Foreign aid needs some creative destruction

July 7, 2007

I recently read a fascinating book that has me now convinced that we approach foreign aid for economic development in completely the wrong way. The US gives billions and billions of foreign aid every year in large grants to other nations and through massive centralized efforts like the World Bank and this new (red) campaign. Unfortunately, much of that money comes back to the West by way of corrupt officials and businesspeople who open high net-worth accounts with the major banks. Another big chunk of that aid falls ever so short of doing any real good because they follow a pattern of central planning, which shouldn’t really come as a surprise to anyone. What does a economics PhD in Boston really know about helping Ugandans build their economy? What does Bono really know about helping Africans?

The book included a great anecdote about how Western rock musicians responded to reports of mosquito-borne malaria in Africa by hosting a charity concert and shipping lots of mosquito nets to Malawi. Once the nets arrived in the capital, they were never distributed to the countryside where they were needed the most. The city residents, however, each received multiple nets. In their hands, the nets were turned to other uses besides covering beds, and a black market developed for others who wanted to purchase the supposedly donated nets. Compare that to the NGO that operated like entrepreneurs and charged small fees for the nets. Although the NGO initially was criticized for charging the poor, they were ultimately more successful than the pop musicians because, with the small fees they collected from the poor but willing customers, they developed a supply chain that successfully delivered nets to the countryside!

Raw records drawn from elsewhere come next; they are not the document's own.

/// Largest frame delta (ms) most motion laws accept before clamping.
pub const STALL_CLAMP_MS: f64 = 50.0;
/// Clamp used by the discrete flick law.
pub const FLICK_CLAMP_MS: f64 = 80.0;
/// Deltas at or above this (ms) are dropped by the tick-driven laws.
pub const STALL_DISCARD_MS: f64 = 1000.0;

/// How a raw wall-clock delta is made safe before it drives motion.
#[derive(Clone, Copy, Debug, PartialEq)]
pub enum DeltaPolicy {
    /// Clamp into `[0, max_ms]`.
    Clamp {
        /// Upper bound in milliseconds.
        max_ms: f64,
    },
    /// Treat deltas `>= threshold_ms` as a stall and use zero instead.
    Discard {
        /// Smallest delta treated as a stall, in milliseconds.
        threshold_ms: f64,
    },
}

impl DeltaPolicy {
    /// Safe delta for `raw_ms`. Non-finite input yields zero.
    pub fn apply(self, raw_ms: f64) -> f64 {
        if !raw_ms.is_finite() {
            return 0.0;
        }
        match self {
            Self::Clamp { max_ms } => raw_ms.clamp(0.0, max_ms),
            Self::Discard { threshold_ms } => {
                if raw_ms >= threshold_ms {
                    0.0
                } else {
                    raw_ms.max(0.0)
                }
            }
        }
    }
}

/// Last-frame timestamp bookkeeping shared by every worker.
#[derive(Clone, Copy, Debug, Default)]
pub struct FrameClock {
    last_ms: Option<f64>,
}

impl FrameClock {
    /// Forget the last timestamp; the next tick only primes the clock.
    pub fn reset(&mut self) {
        self.last_ms = None;
    }

    /// Record `now_ms` and return the raw delta since the previous tick, or
    /// `None` when this tick primed the clock.
    pub fn tick(&mut self, now_ms: f64) -> Option<f64> {
        let prev = self.last_ms.replace(now_ms);
        prev.map(|p| now_ms - p)
    }

    /// `true` once a timestamp has been seen since the last reset.
    pub fn is_primed(&self) -> bool {
        self.last_ms.is_some()
    }
}

#[cfg(test)]
#[path = "../../tests/unit/motion/clock.rs"]
mod tests;
use crate::foundation::color::Rgba8;

/// Colors for the moving targets in one theme.
#[derive(Clone, Copy, Debug, PartialEq, Eq, serde::Serialize, serde::Deserialize)]
pub struct DotColors {
    /// Top of the shaded disc.
    pub primary: Rgba8,
    /// Bottom of the shaded disc.
    pub secondary: Rgba8,
    /// Outline; transparent draws none.
    #[serde(default = "transparent")]
    pub outline: Rgba8,
}

fn transparent() -> Rgba8 {
    Rgba8::TRANSPARENT
}

/// Target colors with separate light and dark variants.
#[derive(Clone, Copy, Debug, PartialEq, Eq, serde::Serialize, serde::Deserialize)]
pub struct Palette {
    /// Colors on the light theme.
    pub light: DotColors,
    /// Colors on the dark theme.
    pub dark: DotColors,
}

impl Default for Palette {
    fn default() -> Self {
        Self {
            light: DotColors {
                primary: Rgba8::rgb(0xd4, 0x20, 0x20),
                secondary: Rgba8::rgb(0xa3, 0x19, 0x19),
                outline: Rgba8::TRANSPARENT,
            },
            dark: DotColors {
                primary: Rgba8::rgb(0x00, 0xd6, 0x10),
                secondary: Rgba8::rgb(0x01, 0xa1, 0x08),
                outline: Rgba8::TRANSPARENT,
            },
        }
    }
}

impl Palette {
    /// Palette derived from a single skin color per theme; the shading color
    /// is the primary darkened by 22% (dark) or 20% (light).
    pub fn from_skin(dark: Rgba8, light: Rgba8) -> Self {
        Self {
            dark: DotColors {
                primary: dark,
                secondary: dark.darken(0.22),
                outline: Rgba8::TRANSPARENT,
            },
            light: DotColors {
                primary: light,
                secondary: light.darken(0.2),
                outline: Rgba8::TRANSPARENT,
            },
        }
    }

    /// Colors for `mode`.
    pub fn for_mode(&self, mode: ThemeMode) -> DotColors {
        match mode {
            ThemeMode::Light => self.light,
            ThemeMode::Dark => self.dark,
        }
    }
}

/// Light or dark appearance.
#[derive(Clone, Copy, Debug, PartialEq, Eq, Hash, serde::Serialize, serde::Deserialize)]
#[serde(rename_all = "snake_case")]
pub enum ThemeMode {
    /// Light background, dark lines.
    Light,
    /// Dark background, light lines.
    Dark,
}

/// Stage background and grid-line colors.
#[derive(Clone, Copy, Debug, PartialEq, Eq)]
pub struct StageTheme {
    /// Background fill.
    pub base: Rgba8,
    /// Grid line color.
    pub line: Rgba8,
}

impl StageTheme {
    /// Theme colors for `mode`.
    pub fn for_mode(mode: ThemeMode) -> Self {
        match mode {
            ThemeMode::Light => Self {
                base: Rgba8::rgb(0xf1, 0xf1, 0xf4),
                line: Rgba8::rgb_alpha(120, 120, 130, 0.85),
            },
            ThemeMode::Dark => Self {
                base: Rgba8::rgb(0x04, 0x07, 0x13),
                line: Rgba8::rgb_alpha(255, 255, 255, 0.55),
            },
        }
    }
}

/// Appearance state read by the active worker every frame.
#[derive(Clone, Debug, PartialEq, serde::Serialize, serde::Deserialize)]
#[serde(default)]
pub struct Settings {
    /// Dark theme on.
    pub dark_mode: bool,
    /// Draw the guide grid.
    pub show_grid: bool,
    /// Target colors per theme.
    pub palette: Palette,
}

impl Default for Settings {
    fn default() -> Self {
        Self {
            dark_mode: false,
            show_grid: true,
            palette: Palette::default(),
        }
    }
}

impl Settings {
    /// Theme selected by `dark_mode`.
    pub fn theme_mode(&self) -> ThemeMode {
        if self.dark_mode {
            ThemeMode::Dark
        } else {
            ThemeMode::Light
        }
    }

    /// Background and line colors for the current theme.
    pub fn stage_theme(&self) -> StageTheme {
        StageTheme::for_mode(self.theme_mode())
    }

    /// Target colors for the current theme.
    pub fn dot_colors(&self) -> DotColors {
        self.palette.for_mode(self.theme_mode())
    }

    /// Apply one queued write.
    pub fn apply(&mut self, update: SettingsUpdate) {
        match update {
            SettingsUpdate::ShowGrid(v) => self.show_grid = v,
            SettingsUpdate::DarkMode(v) => self.dark_mode = v,
            SettingsUpdate::Palette(p) => self.palette = p,
        }
    }
}

/// A queued appearance write, applied between frames.
#[derive(Clone, Copy, Debug, PartialEq)]
pub enum SettingsUpdate {
    /// Show or hide the grid.
    ShowGrid(bool),
    /// Switch theme.
    DarkMode(bool),
    /// Replace the palette.
    Palette(Palette),
}

#[cfg(test)]
#[path = "../../tests/unit/session/settings.rs"]
mod tests;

Another telling example is how we are spending our money on AIDS medicines versus how those drug recipients would rather that money be spent. The West spends $1500 to prolong the life of an AIDS patient each year, yet when asked directly what they most want for themselves, the patients overwhelmingly response with the same set of priorities: jobs so that they can support their children, education for their children, avoidance of HIV transmission to their children, and jobs once their children finish school. It both warms and breaks my heart that the first thing those HIV-positive Africans want is to work and ensure a future for their children. Perhaps this is a harsh way of putting it, but the truth is that there are more worthwhile ways to spend aid money than to keep throwing money at an incurable disease. (Yet we’ll keep sending nets and AIDS cocktails because those efforts are big and newsworthy and easy to put on a political resume.)

Homegrown entrepreneurism versus central planning from afar – I think I know where I’d place my bets. This is something that resonates strongly with me, as I see this kind of decentralized market development in Silicon Valley as a key reason for its vibrancy and success. Private enterprise are naturally more oriented toward efficiently finding and delivering what people need. And government initiatives that incorporate elements of demand analysis and market feedback tend to be more successful.

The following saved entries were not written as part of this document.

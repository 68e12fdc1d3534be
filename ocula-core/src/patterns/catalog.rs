//! The fixed pattern roster.

use std::f64::consts::{FRAC_PI_2, TAU};

use crate::{
    foundation::{
        core::{Axis, Point},
        math::spread,
    },
    motion::path::{PathMapping, PathSpec},
    patterns::{
        Worker,
        anchored::{AnchorSpace, Anchored, Highlight, ThemedImages},
        expansion::Expansion,
        flick::Flick,
        parametric::{Parametric, circle, lemniscate, partial_circle},
        polyline::Polyline,
        random_flick::RandomFlick,
        roam::Roam,
        sweep::Sweep,
    },
};

/// Canonical names, in roster order.
pub const PATTERN_NAMES: [&str; 14] = [
    "Vertical Waves",
    "Stellar Trail",
    "Infinity Trail",
    "Circular Trail",
    "Horizontal Wave",
    "Flick Pulse",
    "Horizontal Balls",
    "Vertical Balls",
    "Horizontal Fast",
    "Vertical Fast",
    "Free Ball",
    "Peripheral 1",
    "Random Flick",
    "Peripheral 2",
];

/// Repeats per pattern in comprehensive playback.
pub const DEFAULT_COMPREHENSIVE_LOOPS: [u32; 14] = [1, 6, 8, 3, 1, 1, 1, 1, 1, 1, 1, 5, 1, 4];

/// A named worker.
#[derive(Debug)]
pub struct Pattern {
    /// Canonical pattern name.
    pub name: &'static str,
    /// Worker running the pattern.
    pub worker: Worker,
}

/// Build every pattern, in roster order.
pub fn roster(images: &ThemedImages) -> Vec<Pattern> {
    let workers = [
        Worker::new(Polyline::new(
            vertical_waves_path(),
            PathMapping::Stretch,
            2125.0,
            true,
        )),
        Worker::new(Polyline::new(
            stellar_path(),
            PathMapping::SQUARE_82,
            5700.0,
            false,
        )),
        Worker::new(Parametric::new(lemniscate, lemniscate, 11_000.0, false)),
        Worker::new(Parametric::new(partial_circle, circle, 15_000.0, true).with_reference_ring()),
        Worker::new(Polyline::new(
            horizontal_wave_path(),
            PathMapping::Stretch,
            2600.0,
            true,
        )),
        Worker::new(Flick::new(flick_pulse_path(), 750.0, true)),
        Worker::new(Sweep::new(
            horizontal_sweep_layout(),
            Axis::Horizontal,
            0.15,
            0.85,
            1000.0,
        )),
        Worker::new(Sweep::new(
            vertical_sweep_layout(),
            Axis::Vertical,
            0.08,
            0.92,
            1200.0,
        )),
        Worker::new(Sweep::new(
            horizontal_sweep_layout(),
            Axis::Horizontal,
            0.15,
            0.85,
            2100.0,
        )),
        Worker::new(Sweep::new(
            vertical_sweep_layout(),
            Axis::Vertical,
            0.08,
            0.92,
            2700.0,
        )),
        Worker::new(Roam::default()),
        Worker::new(Expansion::new(0.7, 140.0, Axis::Horizontal)),
        Worker::new(RandomFlick::default()),
        Worker::new(
            Anchored::new(
                &RING_ANCHORS,
                AnchorSpace::Local,
                images.clone(),
                Highlight::OnlyActive,
                850.0,
                0.9,
            )
            .with_dot_divisor(60.0)
            .with_fixed_divisor(70.0),
        ),
    ];

    PATTERN_NAMES
        .into_iter()
        .zip(workers)
        .map(|(name, worker)| Pattern { name, worker })
        .collect()
}

/// Seven columns, each visited top then bottom.
pub fn vertical_waves_path() -> PathSpec {
    let cols = 7;
    let points: Vec<Point> = (0..cols)
        .flat_map(|i| {
            let x = spread(0.16, 0.84, i, cols);
            [Point::new(x, 0.1), Point::new(x, 0.9)]
        })
        .collect();
    PathSpec::new(points)
}

/// Six rows, each visited left then right.
pub fn horizontal_wave_path() -> PathSpec {
    let rows = 6;
    let points: Vec<Point> = (0..rows)
        .flat_map(|i| {
            let y = spread(0.12, 0.88, i, rows);
            [Point::new(0.18, y), Point::new(0.82, y)]
        })
        .collect();
    PathSpec::new(points)
}

/// Five-pointed star drawn in one stroke.
pub fn stellar_path() -> PathSpec {
    let outer: Vec<Point> = (0..5)
        .map(|i| {
            let angle = -FRAC_PI_2 + TAU * i as f64 / 5.0;
            Point::new(0.5 + 0.45 * angle.cos(), 0.5 + 0.45 * angle.sin())
        })
        .collect();
    PathSpec::new([1, 3, 0, 2, 4, 1].map(|i| outer[i]).to_vec())
}

/// Eleven waypoints pulsing out from and back to the center.
pub fn flick_pulse_path() -> PathSpec {
    PathSpec::new(vec![
        Point::new(0.2, 0.1),
        Point::new(0.4, 0.1),
        Point::new(0.19, 0.3),
        Point::new(0.19, 0.9),
        Point::new(0.38, 0.45),
        Point::new(0.35, 0.9),
        Point::new(0.8, 0.9),
        Point::new(0.75, 0.1),
        Point::new(0.65, 0.6),
        Point::new(0.5, 0.7),
        Point::new(0.57, 0.1),
    ])
}

/// Seven targets alternating between the right and left sides.
pub fn horizontal_sweep_layout() -> Vec<Point> {
    (0..7)
        .map(|i| {
            let x = if i % 2 == 0 { 0.85 } else { 0.15 };
            Point::new(x, 0.1 + 0.125 * i as f64)
        })
        .collect()
}

/// Sixteen targets, staggered between the top and bottom sides.
pub fn vertical_sweep_layout() -> Vec<Point> {
    (1..9)
        .flat_map(|i| {
            let i = i as f64;
            [
                Point::new(i / 9.0, 0.08),
                Point::new((1.0 + 2.0 * i) / 18.0, 0.92),
            ]
        })
        .collect()
}

/// Twelve anchors around the rim of the peripheral image, clockwise from
/// the top. Some sit slightly outside the image square.
pub const RING_ANCHORS: [Point; 12] = [
    Point::new(0.5, -0.08),
    Point::new(0.79, -0.002),
    Point::new(1.002, 0.21),
    Point::new(1.08, 0.5),
    Point::new(1.002, 0.79),
    Point::new(0.79, 1.002),
    Point::new(0.5, 1.08),
    Point::new(0.21, 1.002),
    Point::new(-0.002, 0.79),
    Point::new(-0.08, 0.5),
    Point::new(-0.002, 0.21),
    Point::new(0.21, -0.002),
];

#[cfg(test)]
#[path = "../../tests/unit/patterns/catalog.rs"]
mod tests;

I imagine that American foreign aid policy could be far more effective if it ceased most of its foreign aid and instead established “venture” funds to finance entrepreneurs with specific plans to build businesses in developing nations. These entrepreneurs can be Americans (the most diverse citizenry on earth) or local companies in need of capital to match their dreams. These development “venture” funds would differ from microfinance funds in that they would be able to finance larger projects than your typical www.kiva.org project. I can see these funds financing ranches and roads and whatever proposed by local entrepreneurs – and that’s the point, to listen less to ourselves and more to the developing nations. Repayment plans would be lenient, and whatever money returns to these funds would be reinvested for future projects. To discourage fund recipients from cheating the system, the funds would keep records on those recipients and their employees the same way technology VCs do.